Bon enfin je pense qu'ils survivent même sans leur shoot de douceur féminine (pffff)..
A part ça, le cancer fait des ravages autour de moi et de ma famille. Un de mes oncles est mort à 62 ans, ses deux fils avaient déjà perdu leur mère de la même maladie 5 ans auparavant. Un ami de ma soeur vient de mourir à 41 ans, laissant une veuve et trois enfants. J'ai appris il y a quelques mois que j'avais échappé au gène qui devait multiplier par deux mes chances d'avoir un cancer du sein mais ma soeur va devoir composer avec les examens annuels.
La seule chose que je puisse faire c'est vivre, du mieux possible. Et même si ma décision de quitter le seul boulot stable que j'avais trouvé a plongé ma mère dans l'angoisse, même si j'ai encore parfois ces bouffées de dénigrement qui me font me traiter de bonne à rien, je vis. Et j'aime. Et je me bats (mal, avec tout un tas de désertions dues à ma fragilité) avec ceux qui essayent de changer la société, de nous empêcher de nous rendre de plus en plus malades, qui essayent de le faire dans le respect des plus faibles parce qu'on est tous faibles au moins une fois dans notre vie. Je ne sers à rien mais j'essaye au moins de montrer à ceux qui agissent que je les soutiens.

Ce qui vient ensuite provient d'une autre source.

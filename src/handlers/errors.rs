use axum::{
    extract::{Query, State},
    Json,
};

use crate::models::error_record::{ErrorRecord, ErrorStats, ErrorsQuery};
use crate::AppState;

const DEFAULT_ERRORS_LIMIT: usize = 50;

pub async fn error_stats(State(state): State<AppState>) -> Json<ErrorStats> {
    Json(state.error_log.stats())
}

/// Most recent errors first
pub async fn list_errors(
    State(state): State<AppState>,
    Query(query): Query<ErrorsQuery>,
) -> Json<Vec<ErrorRecord>> {
    Json(
        state
            .error_log
            .recent(query.limit.unwrap_or(DEFAULT_ERRORS_LIMIT)),
    )
}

Et je continue de penser que Sarkozy n'est pas mon président, que je hais ce qu'il fait de notre société. On a tellement de choses à faire pour survivre tous ensemble que c'est une abomination de tout gâcher en attisant les haines. Face à la misère il n'y a pas de nationalité qui tienne, nous somme tous citoyens du même monde et nous sommes tous dans le même bateau face aux violences, face aux désespoirs et aux révoltes. Il faut être naïf pour croire qu'on pourra expulser la violence hors de nos frontières est vivre en paix entre français bien élevés. La violence de ses discours et des ordres qu'il donne crée déjà du désespoir et de la révolte dans ma propre famille, pourtant franco-française. Que cherche-t-il vraiment à part le chaos?